Genome sequencing: A game changer in our fight against COVID-19 and other diseases

Inventor, serial healthcare and technology entrepreneur, and Stanford University adjunct professor Ron Gutman discusses the emergence of genome sequencing as an important tool to mitigate global public health threats

I have been passionate about genetics and genomics from the moment I realized that genes are the fundamental building blocks of life itself, and that a special, hard-to-break code controls how they behave. One of the most exciting things to happen in science this century, albeit in its first year, is the first map of the human genome by Greg Venter and the National Institutes of Health (NIH). It opens doors to understanding and helping to improve lives in ways previously unimaginable. I recently had the pleasure of meeting Craig Venter again in San Francisco and discussing his book Wizards II: An Adventure Unlocking the Secrets of the Marine Microbiome.

In this book, Craig details his journey around the world’s oceans conducting deep-water exploration and sequencing and discovering new marine species. Venter’s curiosity is exciting and infectious, and I admire his scientific pursuits and his pursuit to find valuable applications for his discoveries that could help millions of people live healthier, happier lives life.

Unexpected heroes in global crisis

The story of the COVID-19 pandemic also has an unexpectedly similar hero: the same genome sequencing Ventner pioneered helped us decode the virus’s DNA to understand its playbook and enable us to better respond to it. This science and technology, once the domain of niche academia, has become a key player in our response to global health emergencies. For example, the UK successfully sequenced more than 600,000 SARS-CoV-2 genomes by early 2021, providing valuable insights into virus behavior; while in Australia, scientists sequenced viral genomes within just 24 hours of receiving samples. sequencing, revolutionizing our approach to virus tracking. Now sophisticated and increasingly sophisticated laboratory procedures are critical to understanding and fighting the virus that brought the world to its knees.

laboratory revolution

Before COVID-19, the process of sequencing viral genomes was long and costly, often taking weeks and costing thousands of dollars to sequence a single genome. During the epidemic, the cost of each genome dropped to hundreds of dollars, and the time required was shortened to days or even hours. This means health authorities can track viral mutations quickly and more cost-effectively, a win in our race against the virus.

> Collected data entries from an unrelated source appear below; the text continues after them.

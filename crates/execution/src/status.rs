//! Report node outcomes and run phases.

use serde::{Deserialize, Serialize};

/// The outcome recorded on a report node.
#[derive(Debug, Clone, Copy, PartialEq, Eq, Hash, Serialize, Deserialize)]
#[serde(rename_all = "snake_case")]
pub enum ReportNodeStatus {
    /// Executed and every check held.
    Passed,
    /// A business condition did not hold.
    Failed,
    /// The engine, an expression, or the remote call layer failed.
    TechnicalError,
    /// Skipped by its own skip condition.
    Skipped,
    /// Currently executing.
    Running,
    /// Cut short by an abort.
    Interrupted,
    /// Never executed.
    NoRun,
}

impl ReportNodeStatus {
    /// Returns `true` for [`Failed`](Self::Failed) and
    /// [`TechnicalError`](Self::TechnicalError).
    #[must_use]
    pub fn is_failure(&self) -> bool {
        matches!(self, Self::Failed | Self::TechnicalError)
    }

    /// Returns `true` once the node is no longer running.
    #[must_use]
    pub fn is_final(&self) -> bool {
        !matches!(self, Self::Running)
    }

    /// Severity rank used when a single status must represent many.
    ///
    /// `TechnicalError > Failed > Interrupted > Passed > Skipped > NoRun > Running`
    #[must_use]
    pub fn severity(&self) -> u8 {
        match self {
            Self::TechnicalError => 6,
            Self::Failed => 5,
            Self::Interrupted => 4,
            Self::Passed => 3,
            Self::Skipped => 2,
            Self::NoRun => 1,
            Self::Running => 0,
        }
    }

    /// The more severe of two statuses.
    #[must_use]
    pub fn worst(self, other: Self) -> Self {
        if other.severity() > self.severity() {
            other
        } else {
            self
        }
    }
}

impl std::fmt::Display for ReportNodeStatus {
    fn fmt(&self, f: &mut std::fmt::Formatter<'_>) -> std::fmt::Result {
        match self {
            Self::Passed => write!(f, "passed"),
            Self::Failed => write!(f, "failed"),
            Self::TechnicalError => write!(f, "technical_error"),
            Self::Skipped => write!(f, "skipped"),
            Self::Running => write!(f, "running"),
            Self::Interrupted => write!(f, "interrupted"),
            Self::NoRun => write!(f, "no_run"),
        }
    }
}

/// The phase of a run.
///
/// Runs move `Initializing → Importing → Running → Exporting → Ended`.
/// `Aborting` overlays any phase before `Ended` once an abort is requested.
#[derive(Debug, Clone, Copy, PartialEq, Eq, Hash, Serialize, Deserialize)]
#[serde(rename_all = "snake_case")]
pub enum RunStatus {
    /// Context is being built.
    Initializing,
    /// The plan is being resolved and validated.
    Importing,
    /// The plan tree is executing.
    Running,
    /// Results are being handed to run-end hooks.
    Exporting,
    /// The run is over.
    Ended,
    /// An abort was requested; work drains before the run ends.
    Aborting,
}

impl RunStatus {
    /// Returns `true` once the run is over.
    #[must_use]
    pub fn is_terminal(&self) -> bool {
        matches!(self, Self::Ended)
    }

    /// Returns `true` while the plan tree may still be executing.
    #[must_use]
    pub fn is_active(&self) -> bool {
        matches!(self, Self::Running | Self::Aborting)
    }
}

impl std::fmt::Display for RunStatus {
    fn fmt(&self, f: &mut std::fmt::Formatter<'_>) -> std::fmt::Result {
        match self {
            Self::Initializing => write!(f, "initializing"),
            Self::Importing => write!(f, "importing"),
            Self::Running => write!(f, "running"),
            Self::Exporting => write!(f, "exporting"),
            Self::Ended => write!(f, "ended"),
            Self::Aborting => write!(f, "aborting"),
        }
    }
}

#[cfg(test)]
mod tests {
    use super::*;
    use pretty_assertions::assert_eq;
    use rstest::rstest;

    #[test]
    fn failure_states() {
        assert!(ReportNodeStatus::Failed.is_failure());
        assert!(ReportNodeStatus::TechnicalError.is_failure());
        assert!(!ReportNodeStatus::Passed.is_failure());
        assert!(!ReportNodeStatus::Interrupted.is_failure());
        assert!(!ReportNodeStatus::NoRun.is_failure());
    }

    #[test]
    fn only_running_is_not_final() {
        assert!(!ReportNodeStatus::Running.is_final());
        assert!(ReportNodeStatus::NoRun.is_final());
        assert!(ReportNodeStatus::Skipped.is_final());
    }

    #[rstest]
    #[case(ReportNodeStatus::Passed, ReportNodeStatus::Failed, ReportNodeStatus::Failed)]
    #[case(ReportNodeStatus::TechnicalError, ReportNodeStatus::Failed, ReportNodeStatus::TechnicalError)]
    #[case(ReportNodeStatus::Skipped, ReportNodeStatus::Passed, ReportNodeStatus::Passed)]
    #[case(ReportNodeStatus::Interrupted, ReportNodeStatus::Passed, ReportNodeStatus::Interrupted)]
    #[case(ReportNodeStatus::NoRun, ReportNodeStatus::Running, ReportNodeStatus::NoRun)]
    fn worst_follows_severity(
        #[case] a: ReportNodeStatus,
        #[case] b: ReportNodeStatus,
        #[case] expected: ReportNodeStatus,
    ) {
        assert_eq!(a.worst(b), expected);
        assert_eq!(b.worst(a), expected);
    }

    #[test]
    fn display_matches_serde() {
        for status in [
            ReportNodeStatus::Passed,
            ReportNodeStatus::Failed,
            ReportNodeStatus::TechnicalError,
            ReportNodeStatus::Skipped,
            ReportNodeStatus::Running,
            ReportNodeStatus::Interrupted,
            ReportNodeStatus::NoRun,
        ] {
            let json = serde_json::to_string(&status).unwrap();
            assert_eq!(json, format!("\"{status}\""));
        }
    }

    #[test]
    fn run_status_helpers() {
        assert!(RunStatus::Ended.is_terminal());
        assert!(!RunStatus::Aborting.is_terminal());
        assert!(RunStatus::Running.is_active());
        assert!(RunStatus::Aborting.is_active());
        assert!(!RunStatus::Importing.is_active());
        assert_eq!(RunStatus::Exporting.to_string(), "exporting");
    }
}
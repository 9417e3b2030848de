//! Per-run execution context.
//!
//! An [`ExecutionContext`] is a cheap handle: the run-wide state sits behind
//! an `Arc`, while the scope handle and the unit state are per view. Workers
//! spawned by fan-out handlers get their own view, never a thread-local.

use std::sync::Arc;
use std::time::Duration;

use arbor_core::{ReportNodeId, RunId};
use arbor_execution::{ReportNode, RunState, ScopeStack};
use arbor_plan::{DynamicValue, PlanNode};
use arbor_ports::{
    DataPoolFactory, ExpressionEvaluator, FunctionExecutionService, PlanNodeAccessor, PortsError,
    ReportNodeAccessor,
};
use dashmap::DashMap;
use parking_lot::Mutex;
use serde_json::Value;
use tokio::time::Instant;
use tokio_util::sync::CancellationToken;

use crate::config::EngineConfig;
use crate::convert;
use crate::dispatcher::Dispatcher;
use crate::error::EngineError;
use crate::hooks::HookChain;

/// The collaborators a run talks to.
#[derive(Clone)]
pub struct Services {
    /// Where report nodes are persisted.
    pub reports: Arc<dyn ReportNodeAccessor>,
    /// Where plans and sub-plans are resolved.
    pub plans: Arc<dyn PlanNodeAccessor>,
    /// Evaluates dynamic parameters.
    pub evaluator: Arc<dyn ExpressionEvaluator>,
    /// Runs keyword calls.
    pub functions: Arc<dyn FunctionExecutionService>,
    /// Opens data pools for `ForEach`.
    pub data_pools: Arc<dyn DataPoolFactory>,
}

impl std::fmt::Debug for Services {
    fn fmt(&self, f: &mut std::fmt::Formatter<'_>) -> std::fmt::Result {
        f.debug_struct("Services").finish_non_exhaustive()
    }
}

/// Named mutexes used by `Synchronized` nodes.
#[derive(Debug, Default)]
pub(crate) struct LockTable {
    locks: DashMap<String, Arc<tokio::sync::Mutex<()>>>,
}

impl LockTable {
    pub(crate) fn get(&self, name: &str) -> Arc<tokio::sync::Mutex<()>> {
        self.locks.entry(name.to_owned()).or_default().clone()
    }
}

/// State of the enclosing unit: the run itself or a sub-plan call.
#[derive(Debug, Default)]
struct UnitState {
    returned: Mutex<Option<Value>>,
}

struct RunShared {
    run: Arc<RunState>,
    services: Services,
    hooks: Arc<HookChain>,
    dispatcher: Dispatcher,
    config: EngineConfig,
    locks: LockTable,
    global_locks: Arc<LockTable>,
}

/// Handle on the state of one run.
///
/// Cloning is cheap and yields a view sharing the same scope frame; use
/// [`child`](Self::child) to get a view with a private innermost frame.
///
/// A [`teardown`](Self::teardown) view does not see the abort, so
/// `AfterSequence` and `AfterThread` children still run while the run is
/// aborting.
#[derive(Clone)]
pub struct ExecutionContext {
    shared: Arc<RunShared>,
    scope: ScopeStack,
    unit: Arc<UnitState>,
    teardown: bool,
}

impl std::fmt::Debug for ExecutionContext {
    fn fmt(&self, f: &mut std::fmt::Formatter<'_>) -> std::fmt::Result {
        f.debug_struct("ExecutionContext")
            .field("run_id", &self.run_id())
            .field("status", &self.shared.run.status())
            .field("scope_depth", &self.scope.depth())
            .field("teardown", &self.teardown)
            .finish_non_exhaustive()
    }
}

impl ExecutionContext {
    pub(crate) fn new(
        run: Arc<RunState>,
        services: Services,
        hooks: Arc<HookChain>,
        dispatcher: Dispatcher,
        config: EngineConfig,
        global_locks: Arc<LockTable>,
        scope: ScopeStack,
    ) -> Self {
        Self {
            shared: Arc::new(RunShared {
                run,
                services,
                hooks,
                dispatcher,
                config,
                locks: LockTable::default(),
                global_locks,
            }),
            scope,
            unit: Arc::new(UnitState::default()),
            teardown: false,
        }
    }

    /// Run id.
    #[must_use]
    pub fn run_id(&self) -> RunId {
        self.shared.run.run_id()
    }

    /// Run phase and abort flag.
    #[must_use]
    pub fn run(&self) -> &RunState {
        &self.shared.run
    }

    pub(crate) fn run_handle(&self) -> Arc<RunState> {
        Arc::clone(&self.shared.run)
    }

    /// Whether this view must stop starting new work.
    ///
    /// Always `false` in a teardown view.
    #[must_use]
    pub fn is_aborted(&self) -> bool {
        !self.teardown && self.shared.run.is_aborted()
    }

    /// Request an abort. Returns `false` if it was a no-op.
    pub fn abort(&self) -> bool {
        self.shared.run.abort()
    }

    /// Token cancelled when the run aborts.
    #[must_use]
    pub fn cancellation(&self) -> &CancellationToken {
        self.shared.run.cancellation()
    }

    /// Completes once this view sees the abort. Never completes in a
    /// teardown view.
    pub async fn cancelled(&self) {
        if self.teardown {
            std::future::pending::<()>().await;
        }
        self.cancellation().cancelled().await;
    }

    /// Variables visible to this view.
    #[must_use]
    pub fn scope(&self) -> &ScopeStack {
        &self.scope
    }

    /// A view with a fresh innermost frame.
    #[must_use]
    pub fn child(&self) -> Self {
        Self {
            shared: Arc::clone(&self.shared),
            scope: self.scope.push(),
            unit: Arc::clone(&self.unit),
            teardown: self.teardown,
        }
    }

    /// A view sharing this frame that ignores the abort.
    #[must_use]
    pub fn teardown(&self) -> Self {
        Self {
            teardown: true,
            ..self.clone()
        }
    }

    /// A view starting a new unit (a sub-plan call) in a fresh frame.
    #[must_use]
    pub fn new_unit(&self) -> Self {
        Self {
            shared: Arc::clone(&self.shared),
            scope: self.scope.push(),
            unit: Arc::new(UnitState::default()),
            teardown: self.teardown,
        }
    }

    /// Collaborators.
    #[must_use]
    pub fn services(&self) -> &Services {
        &self.shared.services
    }

    /// Plugin hook chain.
    #[must_use]
    pub fn hooks(&self) -> &HookChain {
        &self.shared.hooks
    }

    /// Dispatcher used to run child nodes.
    #[must_use]
    pub fn dispatcher(&self) -> &Dispatcher {
        &self.shared.dispatcher
    }

    /// Engine configuration.
    #[must_use]
    pub fn config(&self) -> &EngineConfig {
        &self.shared.config
    }

    /// The mutex for `name`, per run or engine-wide.
    #[must_use]
    pub fn lock(&self, name: &str, global: bool) -> Arc<tokio::sync::Mutex<()>> {
        if global {
            self.shared.global_locks.get(name)
        } else {
            self.shared.locks.get(name)
        }
    }

    /// Whether a `Return` already fired in the current unit.
    #[must_use]
    pub fn has_returned(&self) -> bool {
        self.unit.returned.lock().is_some()
    }

    /// Publish the unit's return value. The first return wins.
    pub fn set_return(&self, value: Value) -> bool {
        let mut slot = self.unit.returned.lock();
        if slot.is_some() {
            return false;
        }
        *slot = Some(value);
        true
    }

    /// The unit's return value, if any.
    #[must_use]
    pub fn returned(&self) -> Option<Value> {
        self.unit.returned.lock().clone()
    }

    /// Create a report node for `node` under `parent` and dispatch it.
    pub async fn run_child(&self, node: &PlanNode, parent: ReportNodeId) -> ReportNode {
        let report = ReportNode::new(
            self.run_id(),
            Some(parent),
            node.id,
            report_name(node),
            node.kind.tag(),
        );
        self.dispatcher().execute(self, node, report).await
    }

    /// Sleep for `duration`, waking early on abort.
    ///
    /// Returns `false` if the run is aborting.
    pub async fn sleep(&self, duration: Duration) -> bool {
        self.sleep_until(Instant::now() + duration).await
    }

    /// Sleep until `deadline`, waking early on abort.
    pub async fn sleep_until(&self, deadline: Instant) -> bool {
        if self.is_aborted() {
            return false;
        }
        tokio::select! {
            () = tokio::time::sleep_until(deadline) => !self.is_aborted(),
            () = self.cancelled() => false,
        }
    }

    /// Resolve a dynamic parameter against the current scope.
    pub fn evaluate(&self, value: &DynamicValue) -> Result<Value, EngineError> {
        match value {
            DynamicValue::Literal { value } => Ok(value.clone()),
            DynamicValue::Expression { expr } => self
                .services()
                .evaluator
                .evaluate(expr, &self.scope.bindings())
                .map_err(|err| match err {
                    PortsError::Expression {
                        expression,
                        message,
                    } => EngineError::expression(expression, message),
                    other => EngineError::Ports(other),
                }),
        }
    }

    /// Resolve a boolean parameter.
    pub fn eval_bool(&self, value: &DynamicValue, name: &str) -> Result<bool, EngineError> {
        let resolved = self.evaluate(value)?;
        convert::as_bool(&resolved)
            .ok_or_else(|| EngineError::invalid_parameter(name, format!("expected a boolean, got {resolved}")))
    }

    /// Resolve an integer parameter.
    pub fn eval_i64(&self, value: &DynamicValue, name: &str) -> Result<i64, EngineError> {
        let resolved = self.evaluate(value)?;
        convert::as_i64(&resolved)
            .ok_or_else(|| EngineError::invalid_parameter(name, format!("expected an integer, got {resolved}")))
    }

    /// Resolve a non-negative integer parameter.
    pub fn eval_u64(&self, value: &DynamicValue, name: &str) -> Result<u64, EngineError> {
        let raw = self.eval_i64(value, name)?;
        u64::try_from(raw)
            .map_err(|_| EngineError::invalid_parameter(name, format!("must not be negative, got {raw}")))
    }

    /// Resolve a duration given in milliseconds.
    pub fn eval_millis(&self, value: &DynamicValue, name: &str) -> Result<Duration, EngineError> {
        self.eval_u64(value, name).map(Duration::from_millis)
    }

    /// Resolve a string parameter. Numbers and booleans are rendered.
    pub fn eval_string(&self, value: &DynamicValue, name: &str) -> Result<String, EngineError> {
        let resolved = self.evaluate(value)?;
        convert::as_string(&resolved)
            .ok_or_else(|| EngineError::invalid_parameter(name, format!("expected a string, got {resolved}")))
    }

    /// Resolve an optional parameter with `eval`, falling back to `default`.
    pub fn eval_or<T>(
        &self,
        value: Option<&DynamicValue>,
        default: T,
        eval: impl FnOnce(&Self, &DynamicValue) -> Result<T, EngineError>,
    ) -> Result<T, EngineError> {
        match value {
            Some(value) => eval(self, value),
            None => Ok(default),
        }
    }
}

/// Display name of the report node created for `node`.
pub(crate) fn report_name(node: &PlanNode) -> String {
    if let Some(name) = node.name() {
        return name.to_owned();
    }
    if let arbor_plan::NodeKind::CallFunction(params) = &node.kind
        && let Some(Value::String(function)) = params.function.as_literal()
    {
        return function.clone();
    }
    node.display_name().to_owned()
}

Global teamwork and its obstacles

International cooperation in genomic pathogen surveillance is critical to global health security and contributes to the early detection, surveillance, and control of infectious diseases. The COVID-19 pandemic has highlighted this importance, with more than 2 million genome sequences shared through platforms such as GISAID, enabling rapid advances in diagnostics, treatments and vaccines. However, challenges such as differences in technical capabilities and hesitancy to share data due to political, economic, and privacy concerns can hinder these efforts. For example, in the early stages of COVID-19, some countries delayed the sharing of genomic data due to concerns about economic impact or stigma.

Despite these obstacles, collaborations such as the Global Outbreak Alert and Response Network (GOARN) and the Global Health Security Agenda (GHSA) show the potential to succeed. However, the Ebola outbreak in West Africa highlighted the consequences of delays and failures in international data sharing. Addressing these challenges requires building trust, establishing equitable data sharing frameworks and strengthening global health infrastructure to ensure a unified and effective response to future health threats.

Facing future health threats

Genome sequencing continues to advance with breakthrough tools and new technologies as we prepare humanity to meet future health challenges. Antibiotic resistance is looming, but the convergence of artificial intelligence technology and portable sequencing devices is allowing the discovery of new antibiotics.

Imagine an artificial intelligence algorithm that could not only decipher the genetic code but also predict a virus’s next move, like a chess master planning several moves in advance. This is not science fiction. This is the reality of predictive analytics in genomics, which is already showing promise in influenza virus research.

Additionally, exciting new portable sequencing technologies are maturing and becoming available. Imagine a world where devices no larger than a smartphone like the Oxford Nanopore MinION become a standard tool for point-of-care disease surveillance in remote areas. It was a leap from laboratory analysis to field action, and it proved effective in tracking the Ebola virus in Africa.

The future of genome sequencing is fast, smart and increasingly accessible. It aims to transform data into decisions, science into solutions, and challenges into opportunities to safeguard global health and help billions of people live healthier, happier and safer lives.